O que é eflúvio telógeno

Várias doenças do couro cabeludo podem levar à queda de cabelo. O eflúvio telógeno, por exemplo, acelera o ciclo biológico do cabelo. Assim, três a quatro meses após um estresse (físico ou emocional) ou uso de determinados medicamentos – nesses casos pode-se tentar trocar a medicação –, cerca de 40 a 60% (ou mais) dos fios adentram a fase de queda. Entretanto, na maioria das vezes isso é reversível.

Muitas pessoas estressadas tomam remédios em excesso. Antidepressivos podem desencadear o eflúvio telógeno. É difícil determinar até que ponto a perda capilar se deve ao estresse, à depressão, ou à medicamentos ingeridos.

Quimioterapia e queda de cabelo

A quimioterapia interrompe a reprodução das células cancerosas, porém, a raiz do cabelo é composta por células que se reproduzem constantemente visando produzir novos fios. Assim, a substância quimioterápica suspende a função da raiz capilar, e consequentemente o cabelo cai.

O caráter reversivo dessa queda é variável. Embora seja algo raro, existem quimioterapias tão intensas que acabam matando as raízes capilares, tornando a perda capilar irreversível. Contudo, no geral ocorre a reposição total dos fios.

Tratamento para calvície

Todas as doenças hereditárias, como diabetes, hipertensão, e colesterol alto, possuem tratamentos ad eternum, ou seja, para sempre.

Se tratando de pacientes jovens, de 14 ou 15 anos, não se deve iniciar o tratamento com Finasterida, e sim com medicações mais amenas. Já considerando um adulto jovem de 25 ou 30 anos, após identificar o grau de calvície dele, ele poderá receber medicações mais potentes. Posteriormente, a manutenção do tratamento pode ser realizada com produtos mais brandos, porém, ela deverá ser mantida pelo resto da vida.

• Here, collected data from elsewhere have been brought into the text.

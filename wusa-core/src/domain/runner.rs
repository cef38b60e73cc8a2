//! Runner domain model
//!
//! Represents a self-hosted runner managed by wusa. The same record is used for
//! entries of the local registry file and for runners reported by GitHub.

use serde::{Deserialize, Serialize};
use std::collections::BTreeSet;
use uuid::Uuid;

/// Prefix of every generated runner name
pub const RUNNER_NAME_PREFIX: &str = "wusa-";

/// Number of random lowercase letters after the prefix
pub const RUNNER_NAME_SUFFIX_LEN: usize = 8;

/// Base URL of the hosting service the runners register against
pub const GITHUB_URL: &str = "https://github.com";

/// A runner known to wusa
///
/// Only `name`, `repo` and `labels` are persisted. `status` is filled in when the
/// runner is hydrated from the remote API and stays `Unknown` for local records.
#[derive(Debug, Clone, PartialEq, Eq, Serialize, Deserialize)]
pub struct Runner {
    /// Unique runner name (`wusa-` followed by 8 lowercase letters)
    pub name: String,

    /// Repository the runner serves, in `owner/name` form
    pub repo: String,

    /// Runner labels, kept sorted and de-duplicated
    #[serde(default)]
    pub labels: BTreeSet<String>,

    /// Status as reported by the remote API
    #[serde(skip)]
    pub status: RunnerStatus,
}

impl Runner {
    /// Creates a runner record with an explicit name
    pub fn new<I, S>(name: impl Into<String>, repo: impl Into<String>, labels: I) -> Self
    where
        I: IntoIterator<Item = S>,
        S: Into<String>,
    {
        Self {
            name: name.into(),
            repo: repo.into(),
            labels: labels.into_iter().map(Into::into).collect(),
            status: RunnerStatus::Unknown,
        }
    }

    /// Creates a runner record with a freshly generated name
    pub fn generate<I, S>(repo: impl Into<String>, labels: I) -> Self
    where
        I: IntoIterator<Item = S>,
        S: Into<String>,
    {
        Self::new(generate_runner_name(), repo, labels)
    }

    /// Sets the remote status
    pub fn with_status(mut self, status: RunnerStatus) -> Self {
        self.status = status;
        self
    }

    /// URL of the repository this runner registers against on github.com
    pub fn url(&self) -> String {
        self.url_on(GITHUB_URL)
    }

    /// URL of the repository on the GitHub host at `host`
    pub fn url_on(&self, host: &str) -> String {
        format!("{}/{}", host.trim_end_matches('/'), self.repo)
    }

    /// Name of the image the configured runner is committed to
    pub fn image(&self) -> String {
        format!("{}:latest", self.name)
    }

    /// Labels joined by commas, as passed to `config.sh --labels`
    pub fn labels_csv(&self) -> String {
        self.labels
            .iter()
            .map(String::as_str)
            .collect::<Vec<_>>()
            .join(",")
    }
}

/// Status of a runner as reported by GitHub
#[derive(Debug, Clone, Copy, Default, PartialEq, Eq)]
pub enum RunnerStatus {
    /// Connected and currently executing a job
    Online,

    /// Connected and waiting for jobs
    Idle,

    /// Not connected
    Offline,

    /// Not reported (local records)
    #[default]
    Unknown,
}

impl RunnerStatus {
    /// Maps GitHub's `status`/`busy` pair onto a runner status
    pub fn from_remote(status: &str, busy: bool) -> Self {
        match (status, busy) {
            ("online", true) => RunnerStatus::Online,
            ("online", false) | ("idle", _) => RunnerStatus::Idle,
            ("offline", _) => RunnerStatus::Offline,
            _ => RunnerStatus::Unknown,
        }
    }

    pub fn as_str(&self) -> &'static str {
        match self {
            RunnerStatus::Online => "online",
            RunnerStatus::Idle => "idle",
            RunnerStatus::Offline => "offline",
            RunnerStatus::Unknown => "",
        }
    }
}

impl std::fmt::Display for RunnerStatus {
    fn fmt(&self, f: &mut std::fmt::Formatter<'_>) -> std::fmt::Result {
        write!(f, "{}", self.as_str())
    }
}

const UUID_FIXED_BYTES: [usize; 2] = [6, 8];

/// Generates a runner name of the form `wusa-xxxxxxxx`
///
/// The suffix is drawn from the random bytes of a v4 UUID, each mapped onto
/// `a..=z`. Bytes 6 and 8 hold the version and variant bits and are skipped.
pub fn generate_runner_name() -> String {
    let uuid = Uuid::new_v4();
    let suffix: String = uuid
        .as_bytes()
        .iter()
        .enumerate()
        .filter(|(index, _)| !UUID_FIXED_BYTES.contains(index))
        .take(RUNNER_NAME_SUFFIX_LEN)
        .map(|(_, byte)| char::from(b'a' + byte % 26))
        .collect();

    format!("{}{}", RUNNER_NAME_PREFIX, suffix)
}

/// Validates a repository slug of the form `owner/name`
pub fn validate_repo(repo: &str) -> Result<(), String> {
    let mut parts = repo.split('/');
    let (owner, name) = match (parts.next(), parts.next(), parts.next()) {
        (Some(owner), Some(name), None) => (owner, name),
        _ => return Err(format!("'{}' is not of the form 'owner/name'", repo)),
    };

    let valid_part = |part: &str| {
        !part.is_empty()
            && part
                .chars()
                .all(|c| c.is_ascii_alphanumeric() || matches!(c, '-' | '_' | '.'))
    };

    if !valid_part(owner) || !valid_part(name) {
        return Err(format!("'{}' contains an invalid owner or repository name", repo));
    }

    Ok(())
}

/// Validates a runner label
///
/// Labels end up on the command line of the registration script, so only
/// characters GitHub accepts in labels without quoting are allowed.
pub fn validate_label(label: &str) -> Result<(), String> {
    if label.is_empty() {
        return Err("Labels cannot be empty".to_string());
    }

    if !label
        .chars()
        .all(|c| c.is_ascii_alphanumeric() || matches!(c, '-' | '_' | '.'))
    {
        return Err(format!("'{}' is not a valid label", label));
    }

    Ok(())
}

Há mulheres com 25 a 30 anos que chegam com grande rarefação capilar e desesperadas aos consultórios dermatológicos, portando uma pilha de exames (sendo que a esmagadora maioria deles apresenta resultados normais) e de medicamentos.

O médico deve explicar detalhadamente o diagnóstico para que a paciente compreenda-o. Posteriormente, ela deverá seguir uma rotina de tratamento – em grande parte dos casos o problema é não cumpri-la à risca.